In theory, the size of the COLA shouldn’t matter if purchasing power is maintained.
For some reason that I do not fully understand, Social Security beneficiaries love to get a cost-of-living adjustment (COLA). Mind you, I do view automatic indexing of benefits as a wonderful feature of our Social Security program. Without such adjustments, retirees would see their standard of living erode as they age, unless the government regularly increased benefit amounts.
But the idea behind these COLAs is to maintain the existing purchasing power of current benefit levels. That is, the adjustment is to compensate retirees for the higher prices they had to pay in the previous year. The bigger the price increase, the larger the COLA. No price increase, no COLA. The announcements of “no COLA” in 2010, 2011 and 2016 (see Figure 1), however, were met with a huge outcry. (A separate issue, not addressed here, is whether the price index used for determining the Social Security COLA – the CPI-W – is the best index for capturing the inflation faced by retirees.)
For COLA fans, the increase in the CPI in April to 261.2 (4.6 percent year-over-year) is definitely good news.

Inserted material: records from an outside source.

//! Colors handed out to marks.

use crate::error::{SpatialError, SpatialResult};
use peniko::Color;
use serde::{Deserialize, Serialize};

/// Serializable color (RGBA8).
#[derive(Debug, Clone, Copy, PartialEq, Eq, Hash, Serialize, Deserialize)]
pub struct PaletteColor {
    pub r: u8,
    pub g: u8,
    pub b: u8,
    pub a: u8,
}

impl PaletteColor {
    pub const fn new(r: u8, g: u8, b: u8, a: u8) -> Self {
        Self { r, g, b, a }
    }

    pub const fn rgb(r: u8, g: u8, b: u8) -> Self {
        Self::new(r, g, b, 255)
    }
}

impl From<Color> for PaletteColor {
    fn from(color: Color) -> Self {
        let rgba = color.to_rgba8();
        Self {
            r: rgba.r,
            g: rgba.g,
            b: rgba.b,
            a: rgba.a,
        }
    }
}

impl From<PaletteColor> for Color {
    fn from(color: PaletteColor) -> Self {
        Color::from_rgba8(color.r, color.g, color.b, color.a)
    }
}

// Tailwind 500 shades, ordered around the hue wheel.
const DEFAULT_COLORS: [PaletteColor; 12] = [
    PaletteColor::rgb(239, 68, 68),
    PaletteColor::rgb(249, 115, 22),
    PaletteColor::rgb(245, 158, 11),
    PaletteColor::rgb(132, 204, 22),
    PaletteColor::rgb(34, 197, 94),
    PaletteColor::rgb(20, 184, 166),
    PaletteColor::rgb(6, 182, 212),
    PaletteColor::rgb(59, 130, 246),
    PaletteColor::rgb(99, 102, 241),
    PaletteColor::rgb(168, 85, 247),
    PaletteColor::rgb(236, 72, 153),
    PaletteColor::rgb(120, 113, 108),
];

/// Ordered, non-empty list of colors.
#[derive(Debug, Clone, PartialEq, Eq, Serialize, Deserialize)]
#[serde(try_from = "Vec<PaletteColor>", into = "Vec<PaletteColor>")]
pub struct Palette {
    colors: Vec<PaletteColor>,
}

impl Palette {
    pub fn try_new(colors: Vec<PaletteColor>) -> SpatialResult<Self> {
        if colors.is_empty() {
            return Err(SpatialError::EmptyPalette);
        }
        Ok(Self { colors })
    }

    pub fn colors(&self) -> &[PaletteColor] {
        &self.colors
    }

    /// First color in palette order.
    pub fn first(&self) -> PaletteColor {
        self.colors[0]
    }

    /// Position of `color` in the palette, if it belongs to it.
    pub fn position(&self, color: PaletteColor) -> Option<usize> {
        self.colors.iter().position(|c| *c == color)
    }
}

impl Default for Palette {
    fn default() -> Self {
        Self {
            colors: DEFAULT_COLORS.to_vec(),
        }
    }
}

impl TryFrom<Vec<PaletteColor>> for Palette {
    type Error = SpatialError;

    fn try_from(colors: Vec<PaletteColor>) -> SpatialResult<Self> {
        Self::try_new(colors)
    }
}

impl From<Palette> for Vec<PaletteColor> {
    fn from(palette: Palette) -> Self {
        palette.colors
    }
}

#[cfg(test)]
mod tests {
    use super::*;

    #[test]
    fn test_default_palette() {
        let palette = Palette::default();
        assert_eq!(palette.colors().len(), 12);
        assert_eq!(palette.first(), PaletteColor::rgb(239, 68, 68));
        assert_eq!(palette.position(PaletteColor::rgb(59, 130, 246)), Some(7));
    }

    #[test]
    fn test_empty_palette_rejected() {
        assert_eq!(Palette::try_new(Vec::new()), Err(SpatialError::EmptyPalette));
        assert!(serde_json::from_str::<Palette>("[]").is_err());
    }

    #[test]
    fn test_peniko_conversion() {
        let color = PaletteColor::new(10, 20, 30, 255);
        let peniko: Color = color.into();
        assert_eq!(PaletteColor::from(peniko), color);
    }

    #[test]
    fn test_serializes_as_list() {
        let palette = Palette::try_new(vec![PaletteColor::rgb(1, 2, 3)]).unwrap();
        let json = serde_json::to_string(&palette).unwrap();
        assert_eq!(json, r#"[{"r":1,"g":2,"b":3,"a":255}]"#);
        assert_eq!(serde_json::from_str::<Palette>(&json).unwrap(), palette);
    }
}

While we don’t know whether this jump is a short-term spike as we emerge from the pandemic or an indication of more permanent inflationary pressures, it will most likely lead to higher Social Security benefits in 2022. The question is how much higher.
Since the COLA first affects benefits paid after January 1 of next year, Social Security needs to have figures available before the end of 2021. As a result, the adjustment for 2022 is based on the increase in the CPI for the third quarter of 2021 over the third quarter of 2020. We know the 2020 number (see Figure 2), but we need data through September to calculate the third quarter average for 2021.

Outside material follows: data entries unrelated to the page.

//! Closed component-key sets for vectors.

use serde::{Deserialize, Serialize};
use std::fmt::Debug;
use std::hash::Hash;

/// A closed, ordered set of component keys.
///
/// `ALL` lists the keys in declared order; a key's position in that list is
/// what cross-type conversions and matching use.
pub trait Component: Copy + Eq + Hash + Debug + 'static {
    /// Every key, in declared order.
    const ALL: &'static [Self];

    /// Position of this key in declared order.
    fn index(self) -> usize;

    /// Lowercase display name.
    fn name(self) -> &'static str;

    /// The key at `index`, if the key space has one.
    fn try_nth(index: usize) -> Option<Self> {
        Self::ALL.get(index).copied()
    }

    /// The key at `index`.
    ///
    /// # Panics
    ///
    /// Panics if `index` lies outside the key space. Positions are only ever
    /// derived from another key set's declared order, so an out-of-range
    /// position is a programming error.
    fn nth(index: usize) -> Self {
        match Self::try_nth(index) {
            Some(component) => component,
            None => panic!(
                "component position {} is outside the {}-key space of {}",
                index,
                Self::ALL.len(),
                std::any::type_name::<Self>()
            ),
        }
    }
}

macro_rules! component_set {
    ($(#[$meta:meta])* $name:ident { $($variant:ident => $label:literal),+ $(,)? }) => {
        $(#[$meta])*
        #[derive(Debug, Clone, Copy, PartialEq, Eq, Hash, PartialOrd, Ord, Serialize, Deserialize)]
        #[serde(rename_all = "lowercase")]
        pub enum $name {
            $($variant),+
        }

        impl Component for $name {
            const ALL: &'static [Self] = &[$(Self::$variant),+];

            fn index(self) -> usize {
                self as usize
            }

            fn name(self) -> &'static str {
                match self {
                    $(Self::$variant => $label),+
                }
            }
        }
    };
}

component_set! {
    /// Keys of a planar point or vector.
    Axis2 { X => "x", Y => "y" }
}

component_set! {
    /// Keys of a spatial point or vector.
    Axis3 { X => "x", Y => "y", Z => "z" }
}

component_set! {
    /// Keys of a planar size.
    Extent2 { Width => "width", Height => "height" }
}

component_set! {
    /// Keys of a volumetric size.
    Extent3 { Width => "width", Height => "height", Depth => "depth" }
}
pub mod pages;
pub mod rank;
pub mod verification;

use axum::Json;
use serde_json::{json, Value};

pub async fn health() -> Json<Value> {
    Json(json!({ "status": "ok", "version": env!("CARGO_PKG_VERSION") }))
}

The only option is to make some assumptions. Table 1 shows what the COLA would be if we saw no further price increases (0 percent) over the next five months, and if we saw prices increase at an annual rate of 2 percent or 4 percent during this period. This exercise suggests that the COLA will be more than 3 percent and less than 5 percent. We’ll know more in the coming months.
A COLA, however, does not raise the value of real benefits; it is simply an attempt to prevent the erosion of purchasing power. So, in theory, beneficiaries should be equally happy with no inflation and no COLA as with 4-percent inflation and a 4-percent COLA. But that just doesn’t seem to be the case!